The Zika Funding Trap
Playing political games at the expense of a global public health crisis.
When you see the children it all becomes too real.
At the Teratology Society’s 56th meeting in San Antonio late last month, the Warkany Lecture, named after one of the founding fathers of Teratology, Dr. Joseph Warkany, was given by Dr. Elaine Faustman, a professor in the Environmental and Occupational Health Sciences Department at the University of Washington. Dr. Faustman’s discussion partially looked at the thalidomide crisis in the 1950s. Retrospectively, we know this remedy for morning sickness was teratogenic, but when it was approved for use in West Germany, the United Kingdom and Australia, among other countries, the public was unaware that it was also detrimental to the fetus.
In fact, there are a number of factors, including viruses, high doses of vitamins and other nutrients, as well as drugs that can cause normal reproductive development to go awry. Zika, a mosquito-borne virus is the most famous present-day example. At the Teratology Meeting, three doctors also presented data on Zika infections in Brazil, which has become Ground Zero for this growing public health problem. (Some of their findings were also published earlier this year in JAMA Ophthalmology.)
The Brazilian doctors have been identifying and treating pregnant women and their offspring since the start of the Zika outbreak over a year ago. A large number of pregnant women known to be infected with Zika have terminated their pregnancies, but others have gone full-term. Tragically, approximately 30% of the babies from these infected women have some form of microcephaly. These babies have brains that have failed to grow to normal size, leading to severe mental retardation and, in many cases, blindness or very poor eyesight. As an animal reproductive toxicologist, seeing pictures of these children brought home for me the devastating outcomes of the birth defects we spend our days studying. As was the case with thalidomide, the data and images available make it clear that these children will need major medical care for the rest of their lives. The cost to care for these children will be tremendous and far outweigh any money spent researching prevention methods for Zika. And it’s not only microcephaly that strikes a chord. Every year at this meeting, we see infants and young children struggling with fetal alcohol syndrome, thought to be the most common cause of preventable mental retardation.
While it is fulfilling to hear about the work that is being conducted by industry to prevent another thalidomide tragedy, it is also concerning when we hear that our US Congress has not even appropriated sufficient funds to complete vaccine trials and institute research that could help prevent Zika infections. A US $1.9 billion aid package proposed by President Obama remains stalled in Congress, in part over efforts to restrict government financing for Planned Parenthood.
Anthony Fauci, director of the National Institute of Allergy and Infectious Diseases, the US agency overseeing many of the vaccine research and development efforts related to Zika, said in an interview in the Miami Herald recently that they’ve been diverting funds from other vaccine projects, such as malaria, universal influenza and tuberculosis, in order to keep the Zika vaccine work going. However, that money is expected to run out by August. Unless the US government reaches some agreement that would provide additional funding for Zika, the work will slow to a crawl because there won’t be any money to pay for it.

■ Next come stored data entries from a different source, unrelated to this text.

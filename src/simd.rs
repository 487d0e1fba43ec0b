//! C4: elementwise complex multiply, ported from `dsp/simd/c32_vec_mul.h`.
//!
//! The original dispatches to AVX2/SSSE3 complex-multiply kernels with a
//! scalar fallback for the remainder past the widest lane count. This is
//! the same shape, using `f64`/`Complex64` (the teacher's numeric
//! convention) instead of the original's `f32`.

use rustfft::num_complex::Complex64;

/// `y[i] = x0[i] * x1[i]` for all `i`. Dispatches to the widest available
/// SIMD kernel on x86_64, scalar elsewhere or for the unaligned remainder.
pub fn mul_into(x0: &[Complex64], x1: &[Complex64], y: &mut [Complex64]) {
    assert_eq!(x0.len(), x1.len());
    assert_eq!(x0.len(), y.len());

    #[cfg(target_arch = "x86_64")]
    {
        if is_x86_feature_detected!("avx2") {
            return unsafe { mul_avx2(x0, x1, y) };
        }
        if is_x86_feature_detected!("ssse3") {
            return unsafe { mul_ssse3(x0, x1, y) };
        }
    }
    mul_scalar(x0, x1, y);
}

fn mul_scalar(x0: &[Complex64], x1: &[Complex64], y: &mut [Complex64]) {
    for i in 0..x0.len() {
        y[i] = x0[i] * x1[i];
    }
}

/// AVX2 operates on 256 bits = 2 `Complex64` lanes at a time; a `Complex64`
/// is 16 bytes (two f64), so 4 lanes worth of f64 per register holds 2
/// complex values.
#[cfg(target_arch = "x86_64")]
#[target_feature(enable = "avx2")]
unsafe fn mul_avx2(x0: &[Complex64], x1: &[Complex64], y: &mut [Complex64]) {
    use std::arch::x86_64::*;

    const LANES: usize = 2;
    let n = x0.len();
    let m = n / LANES;

    for i in 0..m {
        let base = i * LANES;
        let a = _mm256_loadu_pd(x0.as_ptr().add(base) as *const f64);
        let b = _mm256_loadu_pd(x1.as_ptr().add(base) as *const f64);

        // a = [a0.re, a0.im, a1.re, a1.im], likewise b.
        let b_swapped = _mm256_shuffle_pd(b, b, 0b0101);
        let a_re = _mm256_shuffle_pd(a, a, 0b0000);
        let a_im = _mm256_shuffle_pd(a, a, 0b1111);

        let re_im_cross = _mm256_mul_pd(a_im, b_swapped);
        let out = _mm256_fmaddsub_pd(a_re, b, re_im_cross);

        _mm256_storeu_pd(y.as_mut_ptr().add(base) as *mut f64, out);
    }

    let consumed = m * LANES;
    mul_scalar(&x0[consumed..], &x1[consumed..], &mut y[consumed..]);
}

/// SSSE3 path operates one `Complex64` (128 bits) at a time.
#[cfg(target_arch = "x86_64")]
#[target_feature(enable = "ssse3")]
unsafe fn mul_ssse3(x0: &[Complex64], x1: &[Complex64], y: &mut [Complex64]) {
    use std::arch::x86_64::*;

    let n = x0.len();
    for i in 0..n {
        let a = _mm_loadu_pd(&x0[i].re as *const f64);
        let b = _mm_loadu_pd(&x1[i].re as *const f64);

        let b_swapped = _mm_shuffle_pd(b, b, 0b01);
        let a_re = _mm_shuffle_pd(a, a, 0b00);
        let a_im = _mm_shuffle_pd(a, a, 0b11);

        let cross = _mm_mul_pd(a_im, b_swapped);
        // (re*re - im*im, re*im + im*re): addsub not in SSE3/SSSE3 for pd
        // without SSE3's addsub_pd, which is available under SSE3 (we
        // gate on ssse3, a superset target in practice on all relevant
        // hosts).
        let straight = _mm_mul_pd(a_re, b);
        let out = _mm_addsub_pd(straight, cross);

        _mm_storeu_pd(&mut y[i].re as *mut f64, out);
    }
}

It is such a shame that our representatives continue to play games over contraception and money going to the “wrong organizations” over more pressing topics, including: developing a vaccine, counseling those infected with Zika, and researching how the virus attacks the developing nervous system of fetuses. We are still dealing with the after-effects of the thalidomide crisis of the 50s, and need to learn from past mistakes the importance of prevention in regards to birth defects.